> THE DATA
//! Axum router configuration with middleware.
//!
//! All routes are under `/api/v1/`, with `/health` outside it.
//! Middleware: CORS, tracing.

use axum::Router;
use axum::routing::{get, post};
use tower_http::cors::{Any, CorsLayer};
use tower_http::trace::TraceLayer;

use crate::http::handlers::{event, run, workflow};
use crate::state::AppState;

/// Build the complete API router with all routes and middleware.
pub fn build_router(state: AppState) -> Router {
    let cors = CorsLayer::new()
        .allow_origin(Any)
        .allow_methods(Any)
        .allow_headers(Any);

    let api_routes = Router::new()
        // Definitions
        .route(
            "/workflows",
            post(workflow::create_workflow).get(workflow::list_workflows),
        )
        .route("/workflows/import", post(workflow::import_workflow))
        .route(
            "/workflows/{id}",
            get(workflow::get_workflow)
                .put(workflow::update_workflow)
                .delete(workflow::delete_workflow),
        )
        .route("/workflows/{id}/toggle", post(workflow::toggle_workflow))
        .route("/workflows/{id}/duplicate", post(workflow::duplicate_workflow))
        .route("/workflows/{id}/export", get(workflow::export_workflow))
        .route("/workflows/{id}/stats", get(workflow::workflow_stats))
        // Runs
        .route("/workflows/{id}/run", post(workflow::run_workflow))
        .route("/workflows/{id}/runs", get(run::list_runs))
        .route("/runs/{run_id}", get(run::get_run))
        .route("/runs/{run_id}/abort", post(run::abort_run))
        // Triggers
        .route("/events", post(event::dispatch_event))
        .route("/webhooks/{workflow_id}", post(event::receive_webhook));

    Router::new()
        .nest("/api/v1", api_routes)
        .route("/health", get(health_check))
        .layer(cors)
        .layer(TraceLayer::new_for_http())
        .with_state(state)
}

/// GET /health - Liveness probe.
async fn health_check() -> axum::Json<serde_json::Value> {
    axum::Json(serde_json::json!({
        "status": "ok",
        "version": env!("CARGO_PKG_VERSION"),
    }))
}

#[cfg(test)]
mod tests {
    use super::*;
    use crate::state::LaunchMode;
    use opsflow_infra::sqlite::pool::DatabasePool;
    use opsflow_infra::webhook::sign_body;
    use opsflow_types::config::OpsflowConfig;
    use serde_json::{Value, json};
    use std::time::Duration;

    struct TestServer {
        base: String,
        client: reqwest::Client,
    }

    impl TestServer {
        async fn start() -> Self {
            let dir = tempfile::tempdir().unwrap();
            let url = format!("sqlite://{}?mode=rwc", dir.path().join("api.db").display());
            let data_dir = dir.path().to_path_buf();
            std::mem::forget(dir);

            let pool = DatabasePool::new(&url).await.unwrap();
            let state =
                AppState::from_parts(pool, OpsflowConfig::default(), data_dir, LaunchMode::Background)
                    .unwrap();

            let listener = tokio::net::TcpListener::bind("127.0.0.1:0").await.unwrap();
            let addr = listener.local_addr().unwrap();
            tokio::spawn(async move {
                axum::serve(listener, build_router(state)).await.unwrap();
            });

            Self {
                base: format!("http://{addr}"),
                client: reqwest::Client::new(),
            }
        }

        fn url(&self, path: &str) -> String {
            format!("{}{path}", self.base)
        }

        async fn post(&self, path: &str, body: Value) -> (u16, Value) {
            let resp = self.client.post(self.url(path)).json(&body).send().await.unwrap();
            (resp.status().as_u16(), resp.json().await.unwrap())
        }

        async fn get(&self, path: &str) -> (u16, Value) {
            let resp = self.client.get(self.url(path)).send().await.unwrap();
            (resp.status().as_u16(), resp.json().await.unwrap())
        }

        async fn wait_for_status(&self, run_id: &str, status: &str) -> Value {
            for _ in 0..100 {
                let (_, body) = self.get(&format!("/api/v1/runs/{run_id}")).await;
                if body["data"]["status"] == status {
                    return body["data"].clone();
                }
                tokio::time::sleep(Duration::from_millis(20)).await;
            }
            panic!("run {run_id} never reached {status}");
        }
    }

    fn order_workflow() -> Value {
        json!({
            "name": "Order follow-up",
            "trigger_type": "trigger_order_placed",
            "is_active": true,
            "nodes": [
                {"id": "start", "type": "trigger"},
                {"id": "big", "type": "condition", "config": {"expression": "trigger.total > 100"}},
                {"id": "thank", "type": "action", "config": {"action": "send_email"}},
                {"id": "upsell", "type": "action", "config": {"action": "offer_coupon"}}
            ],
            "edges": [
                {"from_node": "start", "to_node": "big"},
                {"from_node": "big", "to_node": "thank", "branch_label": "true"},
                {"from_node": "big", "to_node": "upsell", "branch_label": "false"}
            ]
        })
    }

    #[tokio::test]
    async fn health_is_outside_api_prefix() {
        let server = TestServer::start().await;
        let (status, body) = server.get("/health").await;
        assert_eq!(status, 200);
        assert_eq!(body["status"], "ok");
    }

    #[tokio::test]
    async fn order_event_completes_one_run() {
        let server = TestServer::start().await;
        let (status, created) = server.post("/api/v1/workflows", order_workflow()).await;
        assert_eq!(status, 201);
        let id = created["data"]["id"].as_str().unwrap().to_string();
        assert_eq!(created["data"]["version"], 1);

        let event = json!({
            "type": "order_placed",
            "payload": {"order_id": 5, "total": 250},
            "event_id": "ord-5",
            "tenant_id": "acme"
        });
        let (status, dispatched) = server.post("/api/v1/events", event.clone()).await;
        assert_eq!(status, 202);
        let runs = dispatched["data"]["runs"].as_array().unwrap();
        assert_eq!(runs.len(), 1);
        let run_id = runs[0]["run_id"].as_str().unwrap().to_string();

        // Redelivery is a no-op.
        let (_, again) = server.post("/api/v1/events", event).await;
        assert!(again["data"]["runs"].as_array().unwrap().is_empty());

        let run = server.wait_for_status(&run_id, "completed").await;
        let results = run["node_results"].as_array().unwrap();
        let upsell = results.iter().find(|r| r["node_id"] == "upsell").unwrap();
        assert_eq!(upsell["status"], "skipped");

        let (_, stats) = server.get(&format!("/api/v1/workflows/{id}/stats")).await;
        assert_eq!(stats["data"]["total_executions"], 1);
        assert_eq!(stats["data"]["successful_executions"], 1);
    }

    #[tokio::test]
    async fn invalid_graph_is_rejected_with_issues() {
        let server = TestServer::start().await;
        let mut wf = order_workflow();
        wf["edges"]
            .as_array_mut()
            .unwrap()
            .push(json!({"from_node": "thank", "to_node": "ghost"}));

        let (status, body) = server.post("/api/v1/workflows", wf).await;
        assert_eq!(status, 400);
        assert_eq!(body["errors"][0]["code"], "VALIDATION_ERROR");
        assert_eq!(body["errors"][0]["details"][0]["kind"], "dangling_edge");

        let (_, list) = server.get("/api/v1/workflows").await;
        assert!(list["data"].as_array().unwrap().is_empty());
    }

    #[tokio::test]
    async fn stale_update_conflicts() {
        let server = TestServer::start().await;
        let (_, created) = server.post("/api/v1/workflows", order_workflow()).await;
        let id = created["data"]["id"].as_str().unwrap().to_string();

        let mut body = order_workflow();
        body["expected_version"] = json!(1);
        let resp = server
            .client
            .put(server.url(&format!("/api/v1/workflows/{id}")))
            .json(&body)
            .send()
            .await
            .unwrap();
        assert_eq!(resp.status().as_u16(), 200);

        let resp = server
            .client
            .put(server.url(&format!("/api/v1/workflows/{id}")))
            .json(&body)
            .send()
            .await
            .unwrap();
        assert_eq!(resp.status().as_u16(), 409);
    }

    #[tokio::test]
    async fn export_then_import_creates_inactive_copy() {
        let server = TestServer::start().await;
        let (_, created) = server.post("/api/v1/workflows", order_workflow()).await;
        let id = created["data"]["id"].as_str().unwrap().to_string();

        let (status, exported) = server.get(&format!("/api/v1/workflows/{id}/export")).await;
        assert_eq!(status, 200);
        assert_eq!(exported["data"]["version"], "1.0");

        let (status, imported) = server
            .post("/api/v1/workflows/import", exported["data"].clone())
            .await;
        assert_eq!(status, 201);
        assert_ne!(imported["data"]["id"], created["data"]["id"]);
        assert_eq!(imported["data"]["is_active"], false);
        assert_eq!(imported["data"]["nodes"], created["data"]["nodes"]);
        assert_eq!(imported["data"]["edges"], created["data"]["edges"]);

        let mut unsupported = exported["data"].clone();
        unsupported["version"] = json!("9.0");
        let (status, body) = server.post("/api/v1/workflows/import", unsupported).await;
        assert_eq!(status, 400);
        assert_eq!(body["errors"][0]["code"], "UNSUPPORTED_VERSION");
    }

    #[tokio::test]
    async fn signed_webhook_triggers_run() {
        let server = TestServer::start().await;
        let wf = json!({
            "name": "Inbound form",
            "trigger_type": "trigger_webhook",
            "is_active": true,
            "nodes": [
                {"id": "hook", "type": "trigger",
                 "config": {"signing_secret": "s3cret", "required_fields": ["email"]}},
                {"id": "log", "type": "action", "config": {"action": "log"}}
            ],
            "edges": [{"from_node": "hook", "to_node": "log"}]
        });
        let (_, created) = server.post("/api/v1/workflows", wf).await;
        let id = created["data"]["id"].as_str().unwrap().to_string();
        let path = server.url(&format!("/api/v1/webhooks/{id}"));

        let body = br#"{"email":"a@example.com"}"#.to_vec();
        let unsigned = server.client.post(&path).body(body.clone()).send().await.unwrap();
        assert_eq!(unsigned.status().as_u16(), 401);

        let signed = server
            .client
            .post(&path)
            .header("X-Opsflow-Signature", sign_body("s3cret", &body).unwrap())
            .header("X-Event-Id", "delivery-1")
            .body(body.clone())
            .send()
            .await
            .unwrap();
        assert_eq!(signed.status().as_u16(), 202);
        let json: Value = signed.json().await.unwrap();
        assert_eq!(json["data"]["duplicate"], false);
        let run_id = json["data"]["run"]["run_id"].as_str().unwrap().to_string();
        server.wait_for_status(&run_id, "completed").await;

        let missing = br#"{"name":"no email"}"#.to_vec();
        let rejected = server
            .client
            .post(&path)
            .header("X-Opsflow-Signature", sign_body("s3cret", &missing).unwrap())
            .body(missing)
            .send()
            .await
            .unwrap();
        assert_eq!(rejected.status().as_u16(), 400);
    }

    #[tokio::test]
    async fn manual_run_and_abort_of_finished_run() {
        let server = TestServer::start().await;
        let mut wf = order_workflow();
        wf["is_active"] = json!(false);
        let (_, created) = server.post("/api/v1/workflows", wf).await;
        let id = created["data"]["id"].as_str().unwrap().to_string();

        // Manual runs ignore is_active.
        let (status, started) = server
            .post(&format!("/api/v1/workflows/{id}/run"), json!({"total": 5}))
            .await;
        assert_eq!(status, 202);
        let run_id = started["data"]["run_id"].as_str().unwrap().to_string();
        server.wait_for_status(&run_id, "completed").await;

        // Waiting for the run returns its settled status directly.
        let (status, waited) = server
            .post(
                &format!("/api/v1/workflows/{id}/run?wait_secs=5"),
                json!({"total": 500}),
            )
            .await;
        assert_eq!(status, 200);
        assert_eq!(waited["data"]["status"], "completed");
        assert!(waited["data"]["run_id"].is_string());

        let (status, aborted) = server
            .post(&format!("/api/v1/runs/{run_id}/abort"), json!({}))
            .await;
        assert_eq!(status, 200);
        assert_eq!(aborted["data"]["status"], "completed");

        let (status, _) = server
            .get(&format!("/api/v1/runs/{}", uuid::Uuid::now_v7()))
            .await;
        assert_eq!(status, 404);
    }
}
...
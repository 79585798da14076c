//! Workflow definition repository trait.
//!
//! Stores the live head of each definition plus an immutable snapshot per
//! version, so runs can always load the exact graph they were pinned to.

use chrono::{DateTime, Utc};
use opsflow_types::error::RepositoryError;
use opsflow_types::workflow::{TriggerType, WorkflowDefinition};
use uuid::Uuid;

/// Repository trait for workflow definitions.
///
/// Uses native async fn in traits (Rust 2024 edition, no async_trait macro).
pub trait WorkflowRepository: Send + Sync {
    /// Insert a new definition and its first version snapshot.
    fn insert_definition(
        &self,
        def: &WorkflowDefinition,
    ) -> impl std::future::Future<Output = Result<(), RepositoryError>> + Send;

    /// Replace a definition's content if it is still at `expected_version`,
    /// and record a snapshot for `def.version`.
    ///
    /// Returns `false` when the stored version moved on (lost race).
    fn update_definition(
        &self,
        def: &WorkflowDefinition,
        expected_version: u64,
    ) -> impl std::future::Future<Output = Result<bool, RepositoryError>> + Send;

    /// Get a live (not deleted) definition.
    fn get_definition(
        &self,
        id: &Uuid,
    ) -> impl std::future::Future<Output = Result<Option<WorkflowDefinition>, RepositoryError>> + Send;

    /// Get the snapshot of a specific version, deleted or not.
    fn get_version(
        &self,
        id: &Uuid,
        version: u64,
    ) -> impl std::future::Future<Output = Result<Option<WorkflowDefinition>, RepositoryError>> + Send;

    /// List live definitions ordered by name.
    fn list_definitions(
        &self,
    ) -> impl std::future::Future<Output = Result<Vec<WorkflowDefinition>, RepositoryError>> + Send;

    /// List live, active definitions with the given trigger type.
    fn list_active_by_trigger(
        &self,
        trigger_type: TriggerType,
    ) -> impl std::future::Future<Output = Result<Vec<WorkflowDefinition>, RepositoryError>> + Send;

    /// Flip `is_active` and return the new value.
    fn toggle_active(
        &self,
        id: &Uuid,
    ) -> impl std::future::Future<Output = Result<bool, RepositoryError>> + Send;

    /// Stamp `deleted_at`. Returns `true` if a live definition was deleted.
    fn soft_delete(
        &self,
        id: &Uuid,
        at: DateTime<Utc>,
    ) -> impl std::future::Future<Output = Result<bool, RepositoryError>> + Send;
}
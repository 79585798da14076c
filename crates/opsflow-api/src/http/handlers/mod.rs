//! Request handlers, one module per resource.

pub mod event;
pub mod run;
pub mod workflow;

> WHAT TO WORK ON
Find the word "true" in the material, then list each line that holds it.

> ANSWER TO THE EXERCISE
            "is_active": true,
                {"from_node": "big", "to_node": "thank", "branch_label": "true"},
            "is_active": true,
    /// Stamp `deleted_at`. Returns `true` if a live definition was deleted.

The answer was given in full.